Luzzatto, uno dei 12 docenti che non obbedirono al Duce

Sessant’anni fa moriva Fabio Luzzatto, ebreo udinese, figura di assoluto rilievo fra coloro che hanno lasciato un’impronta nella storia della nostra regione e non solo. I suoi nonni, genitori, zii, fratelli e cugini figurano tra i friulani illustri del Risorgimento e concorsero in vario modo alla crescita dell’Italia unita.
Diplomatosi nel 1886 allo Stellini (da qui il suo interesse per le opere sia di Jacopo Stellini sia dello storico preside Francesco Poletti), si laureò con lode in Diritto civile a Bologna nel 1890. Nel 1895, appena venticinquenne, divenne professore straordinario all’Università di Macerata.
Cresciuto nel solco della massoneria risorgimentale, fautore del libero pensiero, spinto da un’intensa passione politica d’indole democratico-repubblicana, privilegiò un attivismo di stampo mazziniano che, soprattutto nel caldo 1898, gli attirò non pochi guai, sino all’accusa di propaganda sovversiva: tuttavia, grazie alle doti di fine giurista e all’ottima fama di cui godeva, provò che la sua non era una lotta violenta.
Nel 1901 fu nominato docente del Regio Istituto tecnico Cattaneo e, nel 1909, della Scuola superiore di agricoltura a Milano, dove, fra le altre cose, esercitò l’avvocatura, si affermò come pubblicista, collaborò con l’Università Popolare e con la Società Umanitaria. Volontario nel 1915-18 nell’8° reggimento Alpini di Udine, decorato, giunse al grado di capitano e fu portavoce del disagio dei reduci.
Il suo credo irredentista non lo condusse al fascismo, del quale invece vide subito i pericoli: perciò, nello sforzo estremo di riunire le forze d’opposizione, fu in prima linea nell’Associazione italiana per il controllo democratico. Vittima di perquisizioni, attentati e complotti, dal 1925 fu stabilmente sorvegliato dall’Ovra e, verso la fine del 1930, subí un arresto.

Nel 1931, poi, il regime pretese dai circa milleduecento accademici italiani un giuramento ideologico di fedeltà, pena la fine della carriera. Solo dodici docenti si rifiutarono, in nome della libertà di ricerca e di insegnamento; fra costoro Fabio Luzzatto, che disse: «Poiché il sottoscritto non è di fede fascista, sarebbe una menzogna giurare quello che egli non crede». Ancora, nel 1939, in piena legislazione antiebraica, gli fu impedita perfino la libera docenza e fu radiato dall’albo degli avvocati insieme con il figlio Dino, mentre la figlia Gina dovette lasciare la facoltà di Agraria.

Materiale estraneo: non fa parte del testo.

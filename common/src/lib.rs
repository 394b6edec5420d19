// portfolio page view-model
//
// everything in here is platform independent: the webapp crate owns the dom handles and
// renders these states onto class markers and inline styles, so the decisions themselves can
// be exercised on the host without a browser
pub mod config;
pub mod contact;
pub mod hover;
pub mod menu;
pub mod notify;
pub mod reveal;
pub mod scroll;
pub mod typing;

// document.readyState while the parser is still running; "interactive" and "complete" both
// mean the markup is available
pub fn document_is_loading(ready_state: &str) -> bool {
    ready_state == "loading"
}

#[cfg(test)]
mod tests {
    use super::*;

    #[test]
    fn only_loading_defers_attach() {
        assert!(document_is_loading("loading"));
        assert!(!document_is_loading("interactive"));
        assert!(!document_is_loading("complete"));
    }
}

Due anni prima era stato condannato al confino il figlio Lucio Mario, dirigente del Centro interno socialista, poi membro attivo del Movimento federalista europeo. Durante le persecuzioni razziali Fabio riparò in Svizzera con la moglie Luisa Sanguinetti (figlia del senatore Cesare) e i quattro figli (ricordiamo anche Guido Lodovico, cui è intitolata una Fondazione a Milano); tuttavia, non rimase inattivo, ma continuò a divulgare copiosamente le proprie riflessioni. Dopo la guerra, reintegrato nei titoli usurpatigli dal fascismo, non fece mancare il suo apporto all’Italia finalmente libera, democratica, repubblicana.
«La mia religione - disse nell’ultimo discorso pubblico - non ha dogmi né intolleranze»: vive nella morale del «bene degli altri» e si dedica con l’impegno politico a quanti «devono essere liberati dalla servitú del bisogno». Morí a Milano, ma i suoi resti riposano a Udine, accanto a quelli dei parenti piú stretti.